Azotemia has three classifications, depending on its causative origin, but all three types share a few common features. All forms of azotemia are characterized by a decrease in the glomerular filtration rate (GFR) of the kidneys and increases in blood urea nitrogen (BUN) and serum creatinine concentrations. The BUN-to-creatinine ratio (BUN:Cr) is a useful measure in determining the type of azotemia. A normal BUN:Cr is less than 15.[2]

Prerenal azotemia

Prerenal azotemia is caused by a decrease in blood flow to the kidneys, which can be caused by shock, decreased cardiac output, volume depletion, narrowing of the renal artery, etc.,[2] resulting in inadequate blood supply to the kidneys. There is no inherent kidney disease. It can occur from hemorrhage, shock, volume depletion, and congestive heart failure; among other things.[1]
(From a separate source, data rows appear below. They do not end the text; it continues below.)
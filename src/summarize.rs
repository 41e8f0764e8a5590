use eyre::{Result, bail};
use futures_util::StreamExt;
use log::debug;
use serde::Deserialize;

pub const DEFAULT_BASE_URL: &str = "https://api.groq.com/openai/v1";
pub const DEFAULT_MODEL: &str = "llama-3.1-70b-versatile";

// Sampling parameters are pinned; the request shape is fixed
const TEMPERATURE: f64 = 0.7;
const MAX_TOKENS: u32 = 500;
const TOP_P: f64 = 1.0;

/// Connection settings for the chat-completion endpoint
#[derive(Debug, Clone)]
pub struct SummarizeConfig {
    pub api_key: String,
    pub base_url: String,
    pub model: String,
}

/// Client for streamed chat-completion summaries
pub struct Summarizer {
    client: reqwest::Client,
    config: SummarizeConfig,
}

#[derive(Debug, Deserialize)]
struct StreamChunk {
    #[serde(default)]
    choices: Vec<StreamChoice>,
}

#[derive(Debug, Deserialize)]
struct StreamChoice {
    delta: StreamDelta,
}

#[derive(Debug, Deserialize)]
struct StreamDelta {
    content: Option<String>,
}

/// One meaningful server-sent event from the completion stream
#[derive(Debug, PartialEq)]
enum SseEvent {
    Delta(String),
    Done,
}

impl Summarizer {
    pub fn new(client: reqwest::Client, config: SummarizeConfig) -> Self {
        Self { client, config }
    }

    /// Summarize transcript text via a streamed chat completion,
    /// concatenating text deltas in arrival order. A failure anywhere
    /// in the call or the stream returns `Err`; no partial summary
    /// escapes.
    pub async fn summarize(&self, transcript_text: &str) -> Result<String> {
        let prompt = build_prompt(transcript_text);
        debug!(
            "Requesting summary: model={} prompt_chars={}",
            self.config.model,
            prompt.len()
        );

        let body = serde_json::json!({
            "model": self.config.model,
            "messages": [
                {
                    "role": "user",
                    "content": prompt
                }
            ],
            "temperature": TEMPERATURE,
            "max_tokens": MAX_TOKENS,
            "top_p": TOP_P,
            "stream": true,
            "stop": serde_json::Value::Null,
        });

        let url = format!("{}/chat/completions", self.config.base_url);
        let resp = self
            .client
            .post(&url)
            .bearer_auth(&self.config.api_key)
            .header("Content-Type", "application/json")
            .json(&body)
            .send()
            .await?;

        if !resp.status().is_success() {
            let status = resp.status();
            let body = resp.text().await.unwrap_or_default();
            bail!("completion API returned {status}: {body}");
        }

        let mut stream = resp.bytes_stream();
        let mut buf: Vec<u8> = Vec::new();
        let mut summary = String::new();

        // SSE framing: one event per line, terminated by "data: [DONE]"
        'stream: while let Some(chunk) = stream.next().await {
            let chunk = chunk.map_err(|e| eyre::eyre!("completion stream error: {e}"))?;
            buf.extend_from_slice(&chunk);

            while let Some(pos) = buf.iter().position(|&b| b == b'\n') {
                let line: Vec<u8> = buf.drain(..=pos).collect();
                let line = String::from_utf8_lossy(&line);
                match parse_sse_line(line.trim())? {
                    Some(SseEvent::Delta(text)) => summary.push_str(&text),
                    Some(SseEvent::Done) => break 'stream,
                    None => {}
                }
            }
        }

        debug!("Summary complete: {} chars", summary.len());
        Ok(summary)
    }
}

// TODO: the whole transcript goes into a single prompt; hour-long
// videos can overflow the model context window and would need chunking.
fn build_prompt(transcript_text: &str) -> String {
    format!(
        "Summarize the following YouTube video transcript:\n\n{transcript_text}\n\n\
         Provide a concise summary that captures the main points and key ideas discussed in the video."
    )
}

/// Classify one SSE line. Lines without a `data:` field (comments,
/// keep-alive blanks) yield `None`, as do chunks carrying no text
/// delta. A `data:` payload that fails to parse is an error.
fn parse_sse_line(line: &str) -> Result<Option<SseEvent>> {
    let Some(data) = line.strip_prefix("data:") else {
        return Ok(None);
    };
    let data = data.trim();

    if data == "[DONE]" {
        return Ok(Some(SseEvent::Done));
    }

    let chunk: StreamChunk =
        serde_json::from_str(data).map_err(|e| eyre::eyre!("malformed completion stream payload: {e}"))?;

    let delta = chunk
        .choices
        .into_iter()
        .next()
        .and_then(|c| c.delta.content)
        .unwrap_or_default();

    if delta.is_empty() {
        Ok(None)
    } else {
        Ok(Some(SseEvent::Delta(delta)))
    }
}

#[cfg(test)]
mod tests {
    use super::*;

    fn data_line(content: &str) -> String {
        format!(r#"data: {{"choices":[{{"delta":{{"content":"{content}"}}}}]}}"#)
    }

    #[test]
    fn test_parse_delta_line() {
        let event = parse_sse_line(&data_line("Sum")).unwrap();
        assert_eq!(event, Some(SseEvent::Delta("Sum".to_string())));
    }

    #[test]
    fn test_parse_done_marker() {
        assert_eq!(parse_sse_line("data: [DONE]").unwrap(), Some(SseEvent::Done));
    }

    #[test]
    fn test_non_data_lines_are_skipped() {
        assert_eq!(parse_sse_line("").unwrap(), None);
        assert_eq!(parse_sse_line(": keep-alive").unwrap(), None);
        assert_eq!(parse_sse_line("event: message").unwrap(), None);
    }

    #[test]
    fn test_role_only_chunk_yields_nothing() {
        let line = r#"data: {"choices":[{"delta":{"role":"assistant"}}]}"#;
        assert_eq!(parse_sse_line(line).unwrap(), None);
    }

    #[test]
    fn test_chunk_without_choices_yields_nothing() {
        let line = r#"data: {"x_groq":{"usage":{"total_tokens":12}}}"#;
        assert_eq!(parse_sse_line(line).unwrap(), None);
    }

    #[test]
    fn test_malformed_payload_is_an_error() {
        assert!(parse_sse_line("data: {not json}").is_err());
    }

    #[test]
    fn test_deltas_concatenate_in_order_without_delimiter() {
        let lines = [data_line("Sum"), data_line("mary"), data_line(".")];
        let mut summary = String::new();
        for line in &lines {
            if let Some(SseEvent::Delta(text)) = parse_sse_line(line).unwrap() {
                summary.push_str(&text);
            }
        }
        assert_eq!(summary, "Summary.");
    }

    #[test]
    fn test_prompt_embeds_transcript_verbatim() {
        let prompt = build_prompt("hello world");
        assert!(prompt.contains("\n\nhello world\n\n"));
        assert!(prompt.starts_with("Summarize the following YouTube video transcript:"));
    }
}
The BUN:Cr in prerenal azotemia is greater than 20.{http://libdb.sjfc.edu:4107/online/content/topic.do?topicKey=renlfail/10967&selectedTitle=1%7E62&source=search_result#H10} The reason for this lies in the mechanism of filtration of BUN and creatinine. GFR levels are decreased due to hypoperfusion, leading to a general greater increase in BUN than creatinine. Since the kidney is functioning correctly, the response to decreased GFR is to increase reabsorption rates. The increased reabsorption of Na leads to increased water and urea reabsorption from the proximal tubules of the kidney back into the blood. In contrast, creatinine is actually secreted in the proximal tubule. This generally leads to a BUN:Cr ratio > 20 and a fractional excretion of Na of < 1% and an elevated urine osmolarity.